Ancaman perlambatan terjadi jika pemohon menolak membayar uang pelicin; proses pengajuan sertifikat sengaja diperlambat, dipersulit, atau bahkan diabaikan, menimbulkan tekanan besar bagi perusahaan yang memiliki tenggat proyek.

Modus ini diduga berjalan mulus sejak 2019, mengumpulkan total dana haram sekitar Rp81 miliar.

Ketua KPK, Setyo Budiyanto, menegaskan betapa mencekiknya praktik pemerasan ini, dengan biaya Rp6 juta bisa menyaingi dua kali lipat Upah Minimum Regional (UMR) pekerja, yang menunjukkan ketidakmanusiawian bagi mereka yang bergaji pas-pasan.

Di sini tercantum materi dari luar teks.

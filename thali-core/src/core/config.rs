use chrono_tz::Tz;
use std::time::Duration;

use crate::utils::time::parse_timezone;

/// 核心配置 - 所有配置项都可以通过环境变量覆盖
///
/// # 环境变量
///
/// | 环境变量 | 默认值 | 说明 |
/// |----------|--------|------|
/// | THALI_DATA_DIR | ./data | redb 数据目录 |
/// | THALI_TIMEZONE | Asia/Kolkata | 业务时区（决定“今天”） |
/// | THALI_COUPON_CEILING | 100 | 每日取号上限，超过后回到 1 |
/// | THALI_SETTINGS_DEBOUNCE_MS | 500 | 设置写入防抖窗口 |
/// | THALI_KOT_HIGHLIGHT_MS | 5000 | 厨房看板新单高亮时长 |
/// | THALI_COUNTER_HIGHLIGHT_MS | 8000 | 柜台显示屏新单高亮时长 |
/// | THALI_PRINT_TIMEOUT_MS | 15000 | 原生打印桥等待回执超时 |
/// | THALI_PRINT_FALLBACK_MS | 3000 | 桌面打印对话框兜底超时 |
/// | LOG_LEVEL | info | 日志级别 |
/// | LOG_DIR | (无) | 日志目录，设置后按天滚动写文件 |
///
/// # 示例
///
/// ```ignore
/// THALI_TIMEZONE=Asia/Kolkata THALI_COUPON_CEILING=100 cargo test
/// ```
#[derive(Debug, Clone)]
pub struct Config {
    /// 数据目录
    pub data_dir: String,
    /// 业务时区
    pub timezone: Tz,
    /// 每日取号上限
    pub coupon_ceiling: u32,
    /// 设置写入防抖 (毫秒)
    pub settings_debounce_ms: u64,
    /// 厨房看板高亮 (毫秒)
    pub kot_highlight_ms: u64,
    /// 柜台显示屏高亮 (毫秒)
    pub counter_highlight_ms: u64,
    /// 原生打印桥超时 (毫秒)
    pub print_timeout_ms: u64,
    /// 桌面打印兜底超时 (毫秒)
    pub print_fallback_ms: u64,
    /// 日志级别
    pub log_level: String,
    /// 日志目录
    pub log_dir: Option<String>,
}

fn env_parse<T: std::str::FromStr>(key: &str, default: T) -> T {
    std::env::var(key)
        .ok()
        .and_then(|v| v.parse().ok())
        .unwrap_or(default)
}

impl Config {
    /// 从环境变量加载配置
    ///
    /// 如果环境变量未设置或无法解析，使用默认值
    pub fn from_env() -> Self {
        dotenv::dotenv().ok();

        let timezone = std::env::var("THALI_TIMEZONE")
            .ok()
            .and_then(|name| match parse_timezone(&name) {
                Ok(tz) => Some(tz),
                Err(e) => {
                    tracing::warn!(timezone = %name, error = %e, "Falling back to Asia/Kolkata");
                    None
                }
            })
            .unwrap_or(chrono_tz::Asia::Kolkata);

        Self {
            data_dir: std::env::var("THALI_DATA_DIR").unwrap_or_else(|_| "./data".into()),
            timezone,
            coupon_ceiling: env_parse("THALI_COUPON_CEILING", 100u32).max(1),
            settings_debounce_ms: env_parse("THALI_SETTINGS_DEBOUNCE_MS", 500),
            kot_highlight_ms: env_parse("THALI_KOT_HIGHLIGHT_MS", 5000),
            counter_highlight_ms: env_parse("THALI_COUNTER_HIGHLIGHT_MS", 8000),
            print_timeout_ms: env_parse("THALI_PRINT_TIMEOUT_MS", 15000),
            print_fallback_ms: env_parse("THALI_PRINT_FALLBACK_MS", 3000),
            log_level: std::env::var("LOG_LEVEL").unwrap_or_else(|_| "info".into()),
            log_dir: std::env::var("LOG_DIR").ok(),
        }
    }

    /// 使用自定义值覆盖部分配置
    ///
    /// 常用于测试场景
    pub fn with_overrides(data_dir: impl Into<String>, timezone: Tz) -> Self {
        let mut config = Self::from_env();
        config.data_dir = data_dir.into();
        config.timezone = timezone;
        config
    }

    /// redb 数据库文件路径
    pub fn database_path(&self) -> std::path::PathBuf {
        std::path::Path::new(&self.data_dir).join("thali.redb")
    }

    pub fn settings_debounce(&self) -> Duration {
        Duration::from_millis(self.settings_debounce_ms)
    }

    pub fn kot_highlight(&self) -> Duration {
        Duration::from_millis(self.kot_highlight_ms)
    }

    pub fn counter_highlight(&self) -> Duration {
        Duration::from_millis(self.counter_highlight_ms)
    }

    pub fn print_timeout(&self) -> Duration {
        Duration::from_millis(self.print_timeout_ms)
    }

    pub fn print_fallback(&self) -> Duration {
        Duration::from_millis(self.print_fallback_ms)
    }
}

impl Default for Config {
    fn default() -> Self {
        Self::from_env()
    }
}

Dampak korupsi ini melampaui kerugian finansial; sertifikasi K3 yang seharusnya melindungi nyawa manusia justru dijadikan komoditas, menempatkan pekerja pada risiko tinggi.

Perusahaan, terutama yang berskala kecil dan menengah, menghadapi dilema besar: membayar pungli akan menggerogoti anggaran, sedangkan menolak berarti menunda proyek dan menghadapi risiko hukum.

Kondisi ini membuka celah bagi pekerja untuk bekerja di lingkungan berisiko tanpa pelatihan dan sertifikasi yang memadai, sehingga keselamatan nyawa menjadi taruhan utama.

Setiap rupiah yang masuk ke kantong koruptor adalah dana yang seharusnya dipakai untuk memastikan pekerja bisa pulang dengan selamat ke rumah setelah bekerja.

Kasus ini mencerminkan penyakit kronis birokrasi di Indonesia, mulai dari lemahnya pengawasan hingga celah kewenangan yang disalahgunakan, sehingga menciptakan "kerajaan kecil" di dalam kementerian yang kebal hukum.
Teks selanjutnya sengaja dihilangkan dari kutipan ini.